The diabetes nurses were incredible. I only wish I had received their help in the very beginning.

I have been reading a lot about diabetes on the Internet ever since I was diagnosed less than a year ago, and I wanted to share my experiences.

I'm a 36-year-old male in relatively good shape. Prior to the diagnosis I was not obese, but I was about 20 pounds overweight. I loved my chocolate milk and breakfast bar in the morning, my coke with my burger at lunch, and fast food or packaged food for dinner, not to mention the bags of chips. (I loved snacking!) I went for walks occasionally, and my work demanded a lot of physical activity, but I did nothing on a regular basis.

The days and weeks leading up to my type 1 diagnosis were filled with sleepless nights and hourly visits to the bathroom. I was a truck driver for a few years, and I drive a lot for my work now, so I count on being able to drive for at least five hours before needing a bathroom break. To need to pee every hour on the hour was unreal for me, in fact, at one gas station I was doubled over in pain because I had tried to "hold it" for too long. I knew nothing about diabetes, so I put it down to starting the flu or something. 

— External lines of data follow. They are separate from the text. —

//! Airless cratered moons.

use starforge_noise::{FieldSpec, Fields, FrequencyStack};

use super::chain::{Layer, LayerInput, PriorityChain, always};
use super::{BodyCompositor, FrameContext, LayerHit, Shade, remap, unit};
use crate::body::BodyKind;
use crate::palette::PaletteSet;
use crate::sampler::{LightingModel, SurfaceSample};

// Integer frequencies and offsets: the frame-0 disc center lands on lattice
// points for every field.
const SPECS: &[FieldSpec] = &[
    FieldSpec::fbm("elevation", 2.0, 5),
    FieldSpec::fbm("maria", 1.0, 3).offset(37.0, 11.0, 5.0),
    FieldSpec::fbm("crater_deep", 3.0, 2).offset(101.0, 0.0, 0.0),
    FieldSpec::fbm("crater_medium", 6.0, 2).offset(0.0, 203.0, 0.0),
    FieldSpec::fbm("crater_shallow", 12.0, 1).offset(0.0, 0.0, 307.0),
    FieldSpec::ridged("ejecta", 4.0, 3).offset(53.0, 71.0, 0.0),
    FieldSpec::fbm("ray_gate", 2.0, 2).offset(19.0, 0.0, 83.0),
    FieldSpec::fbm("rille", 5.0, 1).offset(13.0, 29.0, 41.0),
    FieldSpec::fbm("rille_gate", 2.0, 2).offset(61.0, 5.0, 17.0),
    FieldSpec::ridged("highland", 4.0, 4).offset(7.0, 13.0, 19.0),
];
const STACK: FrequencyStack = FrequencyStack::new(SPECS);

/// One crater scale: field, trigger threshold and depth falloff exponent.
#[derive(Clone, Copy, Debug, PartialEq)]
pub struct CraterScale {
    pub field: &'static str,
    pub threshold: f64,
    pub exponent: f64,
}

impl CraterScale {
    const fn new(field: &'static str, threshold: f64, exponent: f64) -> Self {
        Self {
            field,
            threshold,
            exponent,
        }
    }

    /// Depth in `(0, 1]` if the field clears the threshold.
    fn strength(&self, fields: &Fields) -> Option<f64> {
        let value = fields.get(self.field);
        (value > self.threshold).then(|| remap(value, self.threshold, 1.0).powf(self.exponent))
    }
}

#[derive(Clone, Copy, Debug, PartialEq)]
pub struct MoonTuning {
    /// Deep, medium and shallow crater scales.
    pub craters: [CraterScale; 3],
    pub maria_threshold: f64,
    pub ray_gate: f64,
    pub ray_threshold: f64,
    /// Half-width of the rille band around the zero crossing.
    pub rille_width: f64,
    pub rille_gate: f64,
    pub highland_threshold: f64,
}

const ROCKY: MoonTuning = MoonTuning {
    craters: [
        CraterScale::new("crater_deep", 0.42, 1.5),
        CraterScale::new("crater_medium", 0.48, 1.2),
        CraterScale::new("crater_shallow", 0.55, 0.8),
    ],
    maria_threshold: -0.22,
    ray_gate: 0.32,
    ray_threshold: 0.8,
    rille_width: 0.025,
    rille_gate: 0.35,
    highland_threshold: 0.3,
};

const ICY: MoonTuning = MoonTuning {
    craters: [
        CraterScale::new("crater_deep", 0.46, 1.6),
        CraterScale::new("crater_medium", 0.52, 1.3),
        CraterScale::new("crater_shallow", 0.58, 0.9),
    ],
    maria_threshold: -0.38,
    ray_gate: 0.25,
    ray_threshold: 0.78,
    rille_width: 0.035,
    rille_gate: 0.2,
    highland_threshold: 0.35,
};

const RUST: MoonTuning = MoonTuning {
    craters: [
        CraterScale::new("crater_deep", 0.4, 1.4),
        CraterScale::new("crater_medium", 0.46, 1.1),
        CraterScale::new("crater_shallow", 0.52, 0.7),
    ],
    maria_threshold: -0.28,
    ray_gate: 0.4,
    ray_threshold: 0.8,
    rille_width: 0.02,
    rille_gate: 0.4,
    highland_threshold: 0.25,
};

impl MoonTuning {
    pub fn for_variant(variant: &str) -> Self {
        match variant {
            "icy" => ICY,
            "rust" => RUST,
            _ => ROCKY,
        }
    }

    /// The strongest matching crater depth.
    fn crater_depth(&self, fields: &Fields) -> Option<f64> {
        self.craters
            .iter()
            .filter_map(|scale| scale.strength(fields))
            .reduce(f64::max)
    }
}

type Input<'a> = LayerInput<'a, SurfaceSample, MoonTuning>;

fn is_ejecta(input: &Input<'_>) -> bool {
    input.fields.get("ray_gate") > input.tuning.ray_gate
        && input.fields.get("ejecta") > input.tuning.ray_threshold
}

fn ejecta(input: &Input<'_>) -> Shade {
    let t = remap(input.fields.get("ejecta"), input.tuning.ray_threshold, 1.0);
    Shade::lit(input.palette.ramp("ejecta").pick(t))
}

fn is_crater(input: &Input<'_>) -> bool {
    input.tuning.crater_depth(input.fields).is_some()
}

fn crater(input: &Input<'_>) -> Shade {
    let depth = input.tuning.crater_depth(input.fields).unwrap_or(0.0);
    Shade::lit(input.palette.ramp("crater").pick(depth))
}

fn is_maria(input: &Input<'_>) -> bool {
    input.fields.get("maria") < input.tuning.maria_threshold
}

fn maria(input: &Input<'_>) -> Shade {
    let threshold = input.tuning.maria_threshold;
    let t = remap(-input.fields.get("maria"), -threshold, 1.0);
    Shade::lit(input.palette.ramp("maria").pick(t))
}

fn is_rille(input: &Input<'_>) -> bool {
    input.fields.get("rille_gate") > input.tuning.rille_gate
        && input.fields.get("rille").abs() < input.tuning.rille_width
}

fn rille(input: &Input<'_>) -> Shade {
    let t = 1.0 - input.fields.get("rille").abs() / input.tuning.rille_width;
    Shade::lit(input.palette.ramp("rille").pick(t))
}

fn is_highland(input: &Input<'_>) -> bool {
    input.fields.get("elevation") > input.tuning.highland_threshold
}

fn highland(input: &Input<'_>) -> Shade {
    let lift = remap(input.fields.get("elevation"), input.tuning.highland_threshold, 1.0);
    let t = 0.5 * lift + 0.5 * input.fields.get("highland");
    Shade::lit(input.palette.ramp("highland").pick(t))
}

fn regolith(input: &Input<'_>) -> Shade {
    Shade::lit(input.palette.ramp("regolith").pick(unit(input.fields.get("elevation"))))
}

const LAYERS: &[Layer<SurfaceSample, MoonTuning>] = &[
    Layer::new("ejecta", is_ejecta, ejecta),
    Layer::new("crater", is_crater, crater),
    Layer::new("maria", is_maria, maria),
    Layer::new("rille", is_rille, rille),
    Layer::new("highland", is_highland, highland),
    Layer::new("regolith", always, regolith),
];
const CHAIN: PriorityChain<SurfaceSample, MoonTuning> = PriorityChain::new(LAYERS);

#[derive(Clone, Copy, Debug)]
pub struct MoonCompositor {
    tuning: MoonTuning,
}

impl MoonCompositor {
    pub fn new(variant: &str) -> Self {
        Self {
            tuning: MoonTuning::for_variant(variant),
        }
    }

    pub fn tuning(&self) -> &MoonTuning {
        &self.tuning
    }
}

impl BodyCompositor for MoonCompositor {
    fn kind(&self) -> BodyKind {
        BodyKind::Moon
    }

    fn stack(&self) -> FrequencyStack {
        STACK
    }

    fn lighting(&self) -> LightingModel {
        LightingModel::new(0.03, 1.6, 0.5, 0.3)
    }

    fn disc_fraction(&self) -> f64 {
        0.9
    }

    fn shade_disc(
        &self,
        sample: &SurfaceSample,
        fields: &Fields,
        palette: &PaletteSet,
        ctx: &FrameContext<'_>,
    ) -> Option<LayerHit> {
        CHAIN.resolve(&LayerInput {
            sample,
            fields,
            palette,
            tuning: &self.tuning,
            ctx,
        })
    }
}

#[cfg(test)]
mod tests {
    use super::*;
    use crate::compositor::testing::{ConstantNoise, context, disc_sample};
    use crate::palette::PaletteTable;

    fn classify(variant: &str, fields: &Fields) -> LayerHit {
        let compositor = MoonCompositor::new(variant);
        let noise = ConstantNoise(0.0);
        let ctx = context(&noise, 0.0, 64, 64, compositor.disc_fraction());
        let sample = disc_sample(&ctx, 32, 32, compositor.lighting());
        let palette = PaletteTable::resolve(BodyKind::Moon, variant);
        compositor
            .shade_disc(&sample, fields, palette, &ctx)
            .expect("moon chain ends in a base layer")
    }

    #[test]
    fn test_crater_beats_maria() {
        let fields = Fields::new()
            .with("crater_deep", 0.9)
            .with("maria", -0.9);
        assert_eq!(classify("rocky", &fields).layer, "crater");
    }

    #[test]
    fn test_ejecta_beats_crater() {
        let fields = Fields::new()
            .with("ray_gate", 0.5)
            .with("ejecta", 0.95)
            .with("crater_deep", 0.9);
        assert_eq!(classify("rocky", &fields).layer, "ejecta");
    }

    #[test]
    fn test_strongest_crater_scale_wins() {
        let tuning = MoonTuning::for_variant("rocky");
        let shallow_only = Fields::new().with("crater_shallow", 0.95);
        let both = shallow_only.clone().with("crater_deep", 0.43);
        assert_eq!(tuning.crater_depth(&both), tuning.crater_depth(&shallow_only));

        let deep = Fields::new().with("crater_deep", 1.0);
        assert_eq!(tuning.crater_depth(&deep), Some(1.0));
        assert_eq!(tuning.crater_depth(&Fields::new()), None);
    }

    #[test]
    fn test_rille_needs_gate() {
        let ungated = Fields::new().with("rille", 0.0);
        assert_eq!(classify("rocky", &ungated).layer, "regolith");
        let gated = ungated.with("rille_gate", 0.6);
        assert_eq!(classify("rocky", &gated).layer, "rille");
    }

    #[test]
    fn test_highland_above_threshold() {
        let fields = Fields::new().with("elevation", 0.6).with("highland", 0.5);
        assert_eq!(classify("rocky", &fields).layer, "highland");
    }

    #[test]
    fn test_zero_fields_are_mid_regolith() {
        let hit = classify("rocky", &Fields::new());
        assert_eq!(hit.layer, "regolith");
        let regolith = PaletteTable::resolve(BodyKind::Moon, "rocky").ramp("regolith");
        assert_eq!(hit.shade, Shade::lit(regolith.pick(0.5)));
    }

    #[test]
    fn test_variant_tuning_differs() {
        let fields = Fields::new().with("maria", -0.3);
        assert_eq!(classify("rocky", &fields).layer, "maria");
        assert_eq!(classify("icy", &fields).layer, "regolith");
        assert_eq!(MoonTuning::for_variant("unknown"), MoonTuning::for_variant("rocky"));
    }

    #[test]
    fn test_chain_order() {
        let names: Vec<_> = CHAIN.names().collect();
        assert_eq!(
            names,
            ["ejecta", "crater", "maria", "rille", "highland", "regolith"]
        );
    }
}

After two to three weeks of this, I was feeling completely drained and very ill. I was supposed to go out on the road for work the day I was diagnosed, but when I woke up that morning I couldn't see. I had actually lost my sight! I could only focus about one foot in front of me. Great for reading a speedometer, not so great for navigating through traffic! 

I eventually made it in to work. The normal ten-minute drive took me 45 minutes. I knew I shouldn't have been driving, but I honestly I thought I was just getting sick and that I was really tired. I was convinced that those were the reasons I couldn't see. 

Once at work, I was greeted by my colleague with whom I was traveling that particular trip. I didn't recognize him until I was literally close enough to kiss him! Yeah, it made him feel real uncomfortable, but I had to make sure it was him. As I had been working with diesel fuel on my last trip, my colleague and I discussed the possibility that I had got diesel in my eyes and that I should go to the doctor to check it out. That sounded plausible to me, so I allowed my colleague to take me to the medical center. (I'm not one for doctors.) After an examination, the doctor there sent me to an eye specialist. The eye specialist asked the right questions ("Was I peeing a lot?" "Was I always thirsty?") and she explained to me that I could have diabetes. 

I was shocked. What the heck was this diabetes thing? I knew it was a disease, but that's about it. Could it really be? The doctor checked took my blood sugar level and it read 38.7. It should have read 4! He explained to me that I had diabetes and that I needed to see an expert to get treated. They sent me off to the hospital to get an injection of insulin. I was seen by a diabetes specialist not too long after that. He put me on glyburide and metformin

I thought, OK, that's that. Now can I get back to my life? 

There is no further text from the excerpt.